The last picture is of the bottle baby.


----------



## HollowbeadRanch (Oct 5, 2007)

aaaaaaaawwwwwwwwwww.............. How cute!!! I LOVE that second one!


----------



## 4hmama (Jan 9, 2009)

Beeee-utiful! Congrats on the new babies!

:leap: :stars: :dance: :dance: :stars: :leap:


----------



## Laurel_Haven (Oct 20, 2007)

All three are just adorable.  Congrats on your growing baby population!!!


----------



## kelebek (Oct 5, 2007)

what beautiful babies!!

Brandi, you mean you fell in love with one that is not a buckskin???
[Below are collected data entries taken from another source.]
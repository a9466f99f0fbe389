//! 准入处理器
//!
//! 请求生命周期：
//! 1. 准入 (`admit`)：认证 → 限流 → 路由 → 额度预扣，任一步失败请求都不会到达上游
//! 2. 上游失败 (`report_failure`)：冷却 (渠道, 模型)，必要时自动禁用渠道，换一个未尝试过的渠道
//! 3. 结束：成功时按实际用量结算 (`complete`)，放弃时退还预扣 (`abort`)
//!
//! 结算和退款在后台执行，不阻塞响应。

use crate::context::{Admission, AdmissionContext, RelayRequest};
use crate::steps::{AdmissionStep, AuthStep, QuotaStep, RateLimitStep, RelayError, RoutingStep};
use relaycast_balancer::{ChannelChooser, ChannelFilter, UpstreamFailure};
use relaycast_core::config::Config;
use relaycast_core::database::DbConnection;
use relaycast_core::logger::sanitize_log_message;
use relaycast_core::models::Channel;
use relaycast_core::AccountLookup;
use relaycast_limiter::LimiterBackend;
use relaycast_quota::{QuotaLedger, Usage};
use std::sync::Arc;
use tokio::task::JoinHandle;
use tracing::{debug, info, warn};

/// 准入处理器
pub struct RelayProcessor {
    steps: Vec<Box<dyn AdmissionStep>>,
    chooser: Arc<ChannelChooser>,
    ledger: QuotaLedger,
    db: DbConnection,
    /// 是否对不可恢复的上游错误自动禁用渠道
    auto_disable: bool,
}

impl RelayProcessor {
    pub fn new(
        lookup: AccountLookup,
        limiter: Arc<dyn LimiterBackend>,
        chooser: Arc<ChannelChooser>,
        ledger: QuotaLedger,
        config: &Config,
    ) -> Self {
        let db = lookup.db().clone();
        let steps: Vec<Box<dyn AdmissionStep>> = vec![
            Box::new(AuthStep::new(lookup)),
            Box::new(RateLimitStep::new(limiter, config.rate_limit.clone())),
            Box::new(RoutingStep::new(chooser.clone())),
            Box::new(QuotaStep::new(ledger.clone())),
        ];
        Self {
            steps,
            chooser,
            ledger,
            db,
            auto_disable: config.routing.auto_disable_enabled,
        }
    }

    pub fn chooser(&self) -> &Arc<ChannelChooser> {
        &self.chooser
    }

    pub fn ledger(&self) -> &QuotaLedger {
        &self.ledger
    }

    /// 当前生效的步骤名称
    pub fn step_names(&self) -> Vec<&str> {
        self.steps
            .iter()
            .filter(|step| step.is_enabled())
            .map(|step| step.name())
            .collect()
    }

    /// 执行准入管道
    pub async fn admit(&self, request: RelayRequest) -> Result<Admission, RelayError> {
        let mut ctx = AdmissionContext::new(request);
        for step in self.steps.iter().filter(|step| step.is_enabled()) {
            if let Err(e) = step.execute(&mut ctx).await {
                warn!(
                    "[ADMISSION] request_id={} 步骤 {} 拒绝请求: {}",
                    ctx.request_id(),
                    step.name(),
                    e
                );
                return Err(e);
            }
        }

        let admission = ctx.into_admission()?;
        info!(
            "[ADMISSION] request_id={} 准入通过: user_id={}, group={}, model={}, channel_id={}, 耗时 {:?}",
            admission.request_id,
            admission.user_id,
            admission.group,
            admission.model,
            admission.channel.id,
            admission.started_at.elapsed()
        );
        Ok(admission)
    }

    /// 上游调用成功，按实际用量结算
    pub fn complete(&self, mut admission: Admission, usage: Usage) -> Result<JoinHandle<()>, RelayError> {
        debug!(
            "[ADMISSION] request_id={} 请求完成: prompt={}, completion={}, attempts={}",
            admission.request_id, usage.prompt_tokens, usage.completion_tokens, admission.attempts
        );
        Ok(self.ledger.consume(&mut admission.reservation, usage)?)
    }

    /// 放弃请求，退还预扣
    pub fn abort(&self, mut admission: Admission) -> Result<JoinHandle<()>, RelayError> {
        debug!("[ADMISSION] request_id={} 请求中止", admission.request_id);
        Ok(self.ledger.undo(&mut admission.reservation)?)
    }

    /// 上报上游失败并换一个渠道
    ///
    /// 客户端请求本身的错误不归因于渠道，原样返回，调用方应当 `abort`。
    /// 所有渠道都已尝试或冷却时返回无可用渠道错误，预扣仍由调用方处理。
    pub fn report_failure(
        &self,
        admission: &mut Admission,
        failure: &UpstreamFailure,
    ) -> Result<Arc<Channel>, RelayError> {
        let failed = admission.channel.clone();
        admission.tried.insert(failed.id);

        if !failure.is_channel_fault() {
            debug!(
                "[ADMISSION] request_id={} 上游拒绝请求，不切换渠道: status={}",
                admission.request_id, failure.status_code
            );
            return Err(RelayError::Upstream(failure.clone()));
        }

        warn!(
            "[ADMISSION] request_id={} 渠道 {} 调用失败: status={}, message={}",
            admission.request_id,
            failed.id,
            failure.status_code,
            sanitize_log_message(&failure.message)
        );
        self.chooser.mark_cooldown(failed.id, &admission.model);
        if self.auto_disable && failure.should_disable_channel() {
            if let Err(e) = self.chooser.auto_disable(&self.db, failed.id, &failure.message) {
                warn!("[ADMISSION] 自动禁用渠道 {} 失败: {}", failed.id, e);
            }
        }

        let filters: [&dyn ChannelFilter; 1] = [&admission.tried];
        let next = self.chooser.next(&admission.group, &admission.model, &filters)?;
        info!(
            "[ADMISSION] request_id={} 切换渠道: {} -> {}",
            admission.request_id, failed.id, next.id
        );
        admission.channel = next.clone();
        admission.reservation.set_channel(next.id);
        admission.attempts += 1;
        Ok(next)
    }
}

#[cfg(test)]
mod tests {
    use super::*;
    use crate::test_support::{fixture, Fixture, MODEL};
    use relaycast_balancer::BalancerError;
    use relaycast_core::database::dao::{ChannelDao, TokenDao, UserDao};
    use relaycast_core::database::lock_db;
    use relaycast_core::models::ChannelStatus;
    use relaycast_limiter::MemoryLimiterBackend;
    use relaycast_quota::ReservationState;

    fn processor(fx: &Fixture) -> RelayProcessor {
        RelayProcessor::new(
            fx.lookup.clone(),
            Arc::new(MemoryLimiterBackend::new()),
            fx.chooser.clone(),
            fx.ledger.clone(),
            &Config::default(),
        )
    }

    fn balances(fx: &Fixture) -> (i64, i64) {
        let conn = lock_db(&fx.db).unwrap();
        (
            UserDao::get_quota(&conn, 1).unwrap().unwrap(),
            TokenDao::get_by_id(&conn, 1).unwrap().unwrap().remain_quota,
        )
    }

    #[tokio::test]
    async fn test_admit_and_complete() {
        let fx = fixture();
        let processor = processor(&fx);
        assert_eq!(processor.step_names(), vec!["auth", "rate_limit", "routing", "quota"]);

        let admission = processor
            .admit(RelayRequest::new("sk-alice-0001", MODEL, 100).with_request_id("req-1"))
            .await
            .unwrap();
        assert_eq!(admission.request_id, "req-1");
        assert_eq!(admission.reservation.reserved(), 600);
        assert_eq!(balances(&fx), (9_400, 400));

        processor
            .complete(admission, Usage::new(100, 50))
            .unwrap()
            .await
            .unwrap();
        assert_eq!(balances(&fx), (9_800, 800));
    }

    #[tokio::test]
    async fn test_abort_restores_balances() {
        let fx = fixture();
        let processor = processor(&fx);
        let admission = processor
            .admit(RelayRequest::new("sk-alice-0001", MODEL, 100))
            .await
            .unwrap();
        processor.abort(admission).unwrap().await.unwrap();
        assert_eq!(balances(&fx), (10_000, 1_000));
    }

    #[tokio::test]
    async fn test_rejection_reserves_nothing() {
        let fx = fixture();
        let processor = processor(&fx);
        let err = processor
            .admit(RelayRequest::new("sk-disabled-0003", MODEL, 100))
            .await
            .unwrap_err();
        assert_eq!(err.status_code(), 401);
        assert_eq!(balances(&fx), (10_000, 1_000));
    }

    #[tokio::test]
    async fn test_failover_to_untried_channel() {
        let fx = fixture();
        let processor = processor(&fx);
        let mut admission = processor
            .admit(RelayRequest::new("sk-alice-0001", MODEL, 100))
            .await
            .unwrap();
        let first = admission.channel.id;

        let next = processor
            .report_failure(&mut admission, &UpstreamFailure::new(502, "bad gateway"))
            .unwrap();
        assert_ne!(next.id, first);
        assert_eq!(admission.attempts, 2);
        assert_eq!(admission.reservation.channel_id(), next.id);
        assert!(fx.chooser.cooldowns().is_cooling(first, MODEL));
        // 临时错误不禁用渠道
        assert!(!fx.chooser.is_runtime_disabled(first).unwrap());

        let err = processor
            .report_failure(&mut admission, &UpstreamFailure::new(503, "overloaded"))
            .unwrap_err();
        assert!(matches!(err, RelayError::Routing(BalancerError::NoAvailableChannel { .. })));

        processor.abort(admission).unwrap().await.unwrap();
        assert_eq!(balances(&fx), (10_000, 1_000));
    }

    #[tokio::test]
    async fn test_invalid_key_failure_disables_channel() {
        let fx = fixture();
        let processor = processor(&fx);
        let mut admission = processor
            .admit(RelayRequest::new("sk-alice-0001", MODEL, 100))
            .await
            .unwrap();
        let first = admission.channel.id;

        processor
            .report_failure(&mut admission, &UpstreamFailure::new(401, "invalid api key"))
            .unwrap();
        assert!(fx.chooser.is_runtime_disabled(first).unwrap());
        let conn = lock_db(&fx.db).unwrap();
        let stored = ChannelDao::get_by_id(&conn, first).unwrap().unwrap();
        assert_eq!(stored.status, ChannelStatus::AutoDisabled);
    }

    #[tokio::test]
    async fn test_client_error_is_not_failed_over() {
        let fx = fixture();
        let processor = processor(&fx);
        let mut admission = processor
            .admit(RelayRequest::new("sk-alice-0001", MODEL, 100))
            .await
            .unwrap();
        let first = admission.channel.id;

        let err = processor
            .report_failure(&mut admission, &UpstreamFailure::new(400, "invalid messages"))
            .unwrap_err();
        assert_eq!(err.status_code(), 400);
        assert!(!fx.chooser.cooldowns().is_cooling(first, MODEL));
        assert_eq!(admission.channel.id, first);
        assert_eq!(admission.reservation.state(), ReservationState::Reserved);

        processor.abort(admission).unwrap().await.unwrap();
    }
}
Watch out Teresa, that bottle baby might come home with Brandi!! LOL!


----------



## Sweet Gum Minis (Oct 6, 2007)

Awwww Congratulations!!!


----------



## greatcashmeres (Jul 13, 2008)

Congratulations! :stars:

Awww, so adorable! It's no wonder we never get tired of baby pics-no way to resist!!!


----------



## Crissa (Oct 7, 2007)

Congrats! I have to say though that I like the last one, he's beautiful!


----------



## liz (Oct 5, 2007)

Congratulations on such sweet lil' boys! So handsomely colored too. :stars:


----------



## toth boer goats (Jul 20, 2008)

so adorable......  congrats..... :leap:


----------



## BetterBuckskins (Feb 1, 2009)

I love the color of the second boy! wow they are all cute tho! :leap:


----------



## mistyblue (Nov 13, 2008)

Congrats on such good looking boys. :clap: I also really like that last buck, what a cutie.


----------



## critterhavenfarm (Feb 19, 2009)

They are so cute Teresa!!!! That last little one is so long legged!! He'll be running around besting the rest of them one of these days! And those markings I just love...like a mini togg almost!

Congrats!!:leap: 
Susan


----------



## fcnubian (Oct 23, 2007)

They are so adorable! :thumb:


----------